- **Aim of the task**
Your response must be made up of each line in the data below that contains the string "element".

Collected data
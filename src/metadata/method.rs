//! Method, parameter, field and property definitions.

use bitflags::bitflags;
use serde::{Deserialize, Serialize};

use crate::{
    assembly::MethodBody,
    metadata::{customattributes::CustomAttribute, signatures::TypeSig, token::Token},
};

bitflags! {
    #[derive(Debug, Clone, Copy, PartialEq, Eq, Hash, Serialize, Deserialize)]
    /// Method attribute flags
    pub struct MethodModifiers: u32 {
        /// Accessible only by the parent type
        const PRIVATE = 0x0001;
        /// Accessible by anyone in the assembly
        const ASSEM = 0x0003;
        /// Accessible by anyone who has visibility to this scope
        const PUBLIC = 0x0006;
        /// Defined on type, else per instance
        const STATIC = 0x0010;
        /// Method may not be overridden
        const FINAL = 0x0020;
        /// Method is virtual
        const VIRTUAL = 0x0040;
        /// Method always gets a new slot in the vtable
        const NEW_SLOT = 0x0100;
        /// Method does not provide an implementation
        const ABSTRACT = 0x0400;
        /// Method is special
        const SPECIAL_NAME = 0x0800;
        /// Runtime should check name encoding
        const RTSPECIAL_NAME = 0x1000;
    }
}

bitflags! {
    #[derive(Debug, Clone, Copy, PartialEq, Eq, Hash, Default, Serialize, Deserialize)]
    /// Parameter attribute flags
    pub struct ParamAttributes: u32 {
        /// Param is [In]
        const IN = 0x0001;
        /// Param is [out]
        const OUT = 0x0002;
        /// Param is optional
        const OPTIONAL = 0x0010;
    }
}

bitflags! {
    #[derive(Debug, Clone, Copy, PartialEq, Eq, Hash, Serialize, Deserialize)]
    /// Field attribute flags
    pub struct FieldAttributes: u32 {
        /// Accessible only by the parent type
        const PRIVATE = 0x0001;
        /// Accessible by anyone in the assembly
        const ASSEM = 0x0003;
        /// Accessible by anyone
        const PUBLIC = 0x0006;
        /// Defined on type, else per instance
        const STATIC = 0x0010;
        /// Field can only be initialized, not written to after init
        const INIT_ONLY = 0x0020;
    }
}

/// A formal method parameter
#[derive(Debug, Clone, PartialEq, Serialize, Deserialize)]
pub struct ParamDef {
    /// Parameter name
    pub name: String,
    /// Declared type, `TypeSig::ByRef` for `ref`/`out`
    pub sig: TypeSig,
    /// Attribute flags
    #[serde(default)]
    pub flags: ParamAttributes,
}

impl ParamDef {
    /// A by-value parameter
    pub fn new(name: impl Into<String>, sig: TypeSig) -> Self {
        ParamDef {
            name: name.into(),
            sig,
            flags: ParamAttributes::empty(),
        }
    }

    /// An `out` parameter of element type `sig`
    pub fn out(name: impl Into<String>, sig: TypeSig) -> Self {
        ParamDef {
            name: name.into(),
            sig: TypeSig::by_ref(sig),
            flags: ParamAttributes::OUT,
        }
    }

    /// A `ref` parameter of element type `sig`
    pub fn by_ref(name: impl Into<String>, sig: TypeSig) -> Self {
        ParamDef {
            name: name.into(),
            sig: TypeSig::by_ref(sig),
            flags: ParamAttributes::empty(),
        }
    }

    /// True for `out` parameters
    #[must_use]
    pub fn is_out(&self) -> bool {
        self.sig.is_by_ref() && self.flags.contains(ParamAttributes::OUT)
    }
}

/// A method defined in a module
#[derive(Debug, Clone, PartialEq, Serialize, Deserialize)]
pub struct MethodDef {
    /// Token of this method
    pub token: Token,
    /// Method name
    pub name: String,
    /// Declaring type
    pub declaring_type: Token,
    /// Attribute flags
    pub flags: MethodModifiers,
    /// Formal parameters, excluding the implicit `this`
    #[serde(default)]
    pub params: Vec<ParamDef>,
    /// Return type
    pub return_type: TypeSig,
    /// Custom attributes attached to the method
    #[serde(default)]
    pub attributes: Vec<CustomAttribute>,
    /// IR body, `None` for abstract and runtime-provided methods
    #[serde(default)]
    pub body: Option<MethodBody>,
}

impl MethodDef {
    /// A new public method; the token and declaring type are assigned when added to a module
    pub fn new(name: impl Into<String>, flags: MethodModifiers, return_type: TypeSig) -> Self {
        MethodDef {
            token: Token::new(0),
            name: name.into(),
            declaring_type: Token::new(0),
            flags,
            params: Vec::new(),
            return_type,
            attributes: Vec::new(),
            body: None,
        }
    }

    /// True for static methods
    #[must_use]
    pub fn is_static(&self) -> bool {
        self.flags.contains(MethodModifiers::STATIC)
    }

    /// True if the method receives an implicit `this` as argument 0
    #[must_use]
    pub fn has_this(&self) -> bool {
        !self.is_static()
    }

    /// True for compiler or runtime special names (accessors, constructors)
    #[must_use]
    pub fn is_special_name(&self) -> bool {
        self.flags.contains(MethodModifiers::SPECIAL_NAME)
    }

    /// True for instance constructors
    #[must_use]
    pub fn is_constructor(&self) -> bool {
        self.name == ".ctor" && self.flags.contains(MethodModifiers::RTSPECIAL_NAME)
    }

    /// True for type initializers
    #[must_use]
    pub fn is_static_constructor(&self) -> bool {
        self.name == ".cctor"
            && self.is_static()
            && self.flags.contains(MethodModifiers::RTSPECIAL_NAME)
    }

    /// Argument slot of formal parameter `index`, accounting for `this`
    #[must_use]
    pub fn arg_slot(&self, index: usize) -> u16 {
        let slot = if self.has_this() { index + 1 } else { index };
        u16::try_from(slot).unwrap_or(u16::MAX)
    }

    /// Parameter signatures in order
    #[must_use]
    pub fn signature(&self) -> Vec<TypeSig> {
        self.params.iter().map(|p| p.sig.clone()).collect()
    }
}

/// A field defined in a module
#[derive(Debug, Clone, PartialEq, Serialize, Deserialize)]
pub struct FieldDef {
    /// Token of this field
    pub token: Token,
    /// Field name
    pub name: String,
    /// Declaring type
    pub declaring_type: Token,
    /// Field type
    pub sig: TypeSig,
    /// Attribute flags
    pub flags: FieldAttributes,
}

impl FieldDef {
    /// A new field; token and declaring type are assigned when added to a module
    pub fn new(name: impl Into<String>, sig: TypeSig, flags: FieldAttributes) -> Self {
        FieldDef {
            token: Token::new(0),
            name: name.into(),
            declaring_type: Token::new(0),
            sig,
            flags,
        }
    }

    /// True for static fields
    #[must_use]
    pub fn is_static(&self) -> bool {
        self.flags.contains(FieldAttributes::STATIC)
    }
}

/// A property defined in a module
#[derive(Debug, Clone, PartialEq, Serialize, Deserialize)]
pub struct PropertyDef {
    /// Token of this property
    pub token: Token,
    /// Property name
    pub name: String,
    /// Declaring type
    pub declaring_type: Token,
    /// Property type
    pub sig: TypeSig,
    /// Getter method
    #[serde(default)]
    pub getter: Option<Token>,
    /// Setter method
    #[serde(default)]
    pub setter: Option<Token>,
    /// Custom attributes attached to the property
    #[serde(default)]
    pub attributes: Vec<CustomAttribute>,
}

#[cfg(test)]
mod tests {
    use super::*;

    #[test]
    fn test_constructor_kinds() {
        let ctor = MethodDef::new(
            ".ctor",
            MethodModifiers::PUBLIC | MethodModifiers::SPECIAL_NAME | MethodModifiers::RTSPECIAL_NAME,
            TypeSig::Void,
        );
        assert!(ctor.is_constructor());
        assert!(!ctor.is_static_constructor());
        assert!(ctor.has_this());

        let cctor = MethodDef::new(
            ".cctor",
            MethodModifiers::PRIVATE
                | MethodModifiers::STATIC
                | MethodModifiers::SPECIAL_NAME
                | MethodModifiers::RTSPECIAL_NAME,
            TypeSig::Void,
        );
        assert!(cctor.is_static_constructor());
        assert!(!cctor.is_constructor());
    }

    #[test]
    fn test_arg_slots() {
        let mut method = MethodDef::new("M", MethodModifiers::PUBLIC, TypeSig::Void);
        method.params.push(ParamDef::new("a", TypeSig::I4));
        assert_eq!(method.arg_slot(0), 1);
        method.flags |= MethodModifiers::STATIC;
        assert_eq!(method.arg_slot(0), 0);
    }

    #[test]
    fn test_out_param() {
        let param = ParamDef::out("result", TypeSig::I4);
        assert!(param.is_out());
        assert!(!ParamDef::by_ref("value", TypeSig::I4).is_out());
        assert!(!ParamDef::new("value", TypeSig::I4).is_out());
    }
}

- **Answer area**
    /// An `out` parameter of element type `sig`
    /// A `ref` parameter of element type `sig`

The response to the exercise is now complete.